St Batholomew's Hospital in London where Joseph Cooke Verco trained and worked while achieving medical qualifications with brilliance at the University of London in the 1870s.
Image courtesy Wikipedia
Joseph Cooke Verco’s distinguished career as a South Australian physician wasn’t his certain future but his other passion, conchology, was set early. A serious boy, Verco made a museum of shells in the backyard of the family home in the Adelaide suburb of Fullarton.
Born in 1851, Verco was the sixth child of builder James Crabb Verco and his wife Ann, née Cooke, both from Cornwall, England. With the family followers of the Church of Christ, Verco was educated at John Lorenzo Young’s private Adelaide Educational Institution (1863-67), favoured by Protestant Dissenter families for their sons.
Verco left school at 16 and began work as a clerk with the South Australian Railways at Kapunda, intent of becoming a civil engineer. He quickly realised it was not the type of career he’d envisaged and decided on a career in medicine. To do this and matriculate for university, Verco needed to study the classics that Young academy's more practical curriculum didn’t provide.

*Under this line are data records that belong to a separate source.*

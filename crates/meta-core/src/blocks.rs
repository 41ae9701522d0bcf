//! Cluster and index blocks

use serde::{Deserialize, Serialize};
use std::collections::{BTreeMap, BTreeSet};

use crate::settings::{
    SETTING_BLOCKS_METADATA, SETTING_BLOCKS_READ, SETTING_BLOCKS_READ_ONLY, SETTING_BLOCKS_WRITE,
};
use crate::{IndexMetadata, IndexState};

/// Operation class a block applies to
#[derive(Debug, Clone, Copy, PartialEq, Eq, PartialOrd, Ord, Hash, Serialize, Deserialize)]
#[serde(rename_all = "snake_case")]
pub enum ClusterBlockLevel {
    Read,
    Write,
    MetadataRead,
    MetadataWrite,
}

/// Block preventing a class of operations
#[derive(Debug, Clone, PartialEq, Eq, Serialize, Deserialize)]
pub struct ClusterBlock {
    pub id: u32,
    pub description: String,
    pub retryable: bool,
    pub levels: BTreeSet<ClusterBlockLevel>,
}

impl ClusterBlock {
    pub fn new(
        id: u32,
        description: impl Into<String>,
        retryable: bool,
        levels: impl IntoIterator<Item = ClusterBlockLevel>,
    ) -> Self {
        Self {
            id,
            description: description.into(),
            retryable,
            levels: levels.into_iter().collect(),
        }
    }

    pub fn contains(&self, level: ClusterBlockLevel) -> bool {
        self.levels.contains(&level)
    }

    pub fn index_closed() -> Self {
        Self::new(
            INDEX_CLOSED_BLOCK_ID,
            "index closed",
            false,
            [ClusterBlockLevel::Read, ClusterBlockLevel::Write],
        )
    }

    pub fn index_read_only() -> Self {
        Self::new(
            INDEX_READ_ONLY_BLOCK_ID,
            "index read-only (api)",
            false,
            [ClusterBlockLevel::Write, ClusterBlockLevel::MetadataWrite],
        )
    }

    pub fn index_read() -> Self {
        Self::new(
            INDEX_READ_BLOCK_ID,
            "index read (api)",
            false,
            [ClusterBlockLevel::Read],
        )
    }

    pub fn index_write() -> Self {
        Self::new(
            INDEX_WRITE_BLOCK_ID,
            "index write (api)",
            false,
            [ClusterBlockLevel::Write],
        )
    }

    pub fn index_metadata() -> Self {
        Self::new(
            INDEX_METADATA_BLOCK_ID,
            "index metadata (api)",
            false,
            [ClusterBlockLevel::MetadataRead, ClusterBlockLevel::MetadataWrite],
        )
    }
}

pub const INDEX_CLOSED_BLOCK_ID: u32 = 4;
pub const INDEX_READ_ONLY_BLOCK_ID: u32 = 5;
pub const INDEX_READ_BLOCK_ID: u32 = 7;
pub const INDEX_WRITE_BLOCK_ID: u32 = 8;
pub const INDEX_METADATA_BLOCK_ID: u32 = 9;

/// Blocks derived from index state and settings
const SETTING_DERIVED_BLOCK_IDS: &[u32] = &[
    INDEX_CLOSED_BLOCK_ID,
    INDEX_READ_ONLY_BLOCK_ID,
    INDEX_READ_BLOCK_ID,
    INDEX_WRITE_BLOCK_ID,
    INDEX_METADATA_BLOCK_ID,
];

/// Global and per-index blocks
#[derive(Debug, Clone, Default, PartialEq, Eq, Serialize, Deserialize)]
pub struct ClusterBlocks {
    #[serde(default)]
    global: Vec<ClusterBlock>,
    #[serde(default)]
    indices: BTreeMap<String, Vec<ClusterBlock>>,
}

impl ClusterBlocks {
    pub fn new() -> Self {
        Self::default()
    }

    pub fn to_builder(&self) -> ClusterBlocksBuilder {
        ClusterBlocksBuilder {
            global: self.global.clone(),
            indices: self.indices.clone(),
        }
    }

    pub fn global(&self) -> &[ClusterBlock] {
        &self.global
    }

    pub fn has_global_block(&self, id: u32) -> bool {
        self.global.iter().any(|b| b.id == id)
    }

    pub fn global_blocked(&self, level: ClusterBlockLevel) -> bool {
        self.global.iter().any(|b| b.contains(level))
    }

    pub fn index_blocks(&self, index: &str) -> &[ClusterBlock] {
        self.indices.get(index).map(Vec::as_slice).unwrap_or(&[])
    }

    pub fn has_index_block(&self, index: &str, id: u32) -> bool {
        self.index_blocks(index).iter().any(|b| b.id == id)
    }

    /// Check if an index is blocked at a level, globally or by its own blocks
    pub fn index_blocked(&self, level: ClusterBlockLevel, index: &str) -> bool {
        self.global_blocked(level) || self.index_blocks(index).iter().any(|b| b.contains(level))
    }
}

/// Cluster blocks builder
#[derive(Debug, Clone)]
pub struct ClusterBlocksBuilder {
    global: Vec<ClusterBlock>,
    indices: BTreeMap<String, Vec<ClusterBlock>>,
}

impl ClusterBlocksBuilder {
    pub fn add_global_block(mut self, block: ClusterBlock) -> Self {
        if !self.global.iter().any(|b| b.id == block.id) {
            self.global.push(block);
        }
        self
    }

    pub fn remove_global_block(mut self, id: u32) -> Self {
        self.global.retain(|b| b.id != id);
        self
    }

    pub fn add_index_block(mut self, index: &str, block: ClusterBlock) -> Self {
        let blocks = self.indices.entry(index.to_string()).or_default();
        if !blocks.iter().any(|b| b.id == block.id) {
            blocks.push(block);
        }
        self
    }

    pub fn remove_index_block(mut self, index: &str, id: u32) -> Self {
        if let Some(blocks) = self.indices.get_mut(index) {
            blocks.retain(|b| b.id != id);
            if blocks.is_empty() {
                self.indices.remove(index);
            }
        }
        self
    }

    /// Re-derive the blocks implied by an index's state and settings
    pub fn update_blocks(mut self, imd: &IndexMetadata) -> Self {
        let index = imd.name();
        for id in SETTING_DERIVED_BLOCK_IDS {
            self = self.remove_index_block(index, *id);
        }

        let settings = imd.settings();
        let flag = |key: &str| settings.get_as_bool(key, false).unwrap_or(false);

        if imd.state() == IndexState::Close {
            self = self.add_index_block(index, ClusterBlock::index_closed());
        }
        if flag(SETTING_BLOCKS_READ_ONLY) {
            self = self.add_index_block(index, ClusterBlock::index_read_only());
        }
        if flag(SETTING_BLOCKS_READ) {
            self = self.add_index_block(index, ClusterBlock::index_read());
        }
        if flag(SETTING_BLOCKS_WRITE) {
            self = self.add_index_block(index, ClusterBlock::index_write());
        }
        if flag(SETTING_BLOCKS_METADATA) {
            self = self.add_index_block(index, ClusterBlock::index_metadata());
        }
        self
    }

    pub fn build(self) -> ClusterBlocks {
        ClusterBlocks {
            global: self.global,
            indices: self.indices,
        }
    }
}

#[cfg(test)]
mod tests {
    use super::*;
    use crate::settings::{SETTING_NUMBER_OF_REPLICAS, SETTING_NUMBER_OF_SHARDS};
    use crate::Settings;

    fn index(settings: Settings, state: IndexState) -> IndexMetadata {
        IndexMetadata::builder("logs")
            .settings(
                settings
                    .with(SETTING_NUMBER_OF_SHARDS, 1)
                    .with(SETTING_NUMBER_OF_REPLICAS, 0),
            )
            .state(state)
            .build()
            .unwrap()
    }

    #[test]
    fn test_update_blocks_from_settings() {
        let imd = index(Settings::new().with(SETTING_BLOCKS_WRITE, true), IndexState::Open);
        let blocks = ClusterBlocks::new().to_builder().update_blocks(&imd).build();

        assert!(blocks.index_blocked(ClusterBlockLevel::Write, "logs"));
        assert!(!blocks.index_blocked(ClusterBlockLevel::Read, "logs"));
        assert!(!blocks.index_blocked(ClusterBlockLevel::Write, "other"));
    }

    #[test]
    fn test_update_blocks_closed_index() {
        let imd = index(Settings::new(), IndexState::Close);
        let blocks = ClusterBlocks::new().to_builder().update_blocks(&imd).build();

        assert!(blocks.has_index_block("logs", INDEX_CLOSED_BLOCK_ID));
        assert!(blocks.index_blocked(ClusterBlockLevel::Read, "logs"));
    }

    #[test]
    fn test_update_blocks_keeps_request_blocks() {
        let custom = ClusterBlock::new(100, "custom", true, [ClusterBlockLevel::MetadataWrite]);
        let imd = index(Settings::new(), IndexState::Open);
        let blocks = ClusterBlocks::new()
            .to_builder()
            .add_index_block("logs", custom)
            .add_index_block("logs", ClusterBlock::index_write())
            .update_blocks(&imd)
            .build();

        assert!(blocks.has_index_block("logs", 100));
        assert!(!blocks.has_index_block("logs", INDEX_WRITE_BLOCK_ID));
    }
}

Verco resumed schooling in 1869 at the Anglican St Peter’s College in Adelaide where he matriculated in 1870 and gained the Young exhibition (scholarship) for the best scholar of the year. With Adelaide not having a university, Verco left for England in 1870. He trained at St. Bartholomew’s Hospital, London, and the University of London.
A brilliant scholar, Verco won a senior scholarship (1872), and the first diploma (membership of the Royal Colleges of Surgeons of Great Britain and Ireland, MRCS) of the College of Surgeons of England (1874). He graduated with a bachelor of medicine in 1875, gaining first places in medicine and forensic medicine, and two gold medals.
He was admitted as a licentiate of the Royal College of Physicians (LRCP) and became house physician at St Bartholomew’s in 1876. He graduated as a doctor of medicine (MD) in 1876, “with proficiency in all subjects”, winning a further gold medal. A fourth gold medal was awarded for his bachelor of surgery degree in 1877. This was followed by admission to the fellowship of the Royal Colleges of Surgeons (FRCS), and appointment as midwifery assistant to St Bartholomew’s Hospital (1877).
Verco returned later in 1877 to South Australia as surgeon/superintendent of the barque Clyde.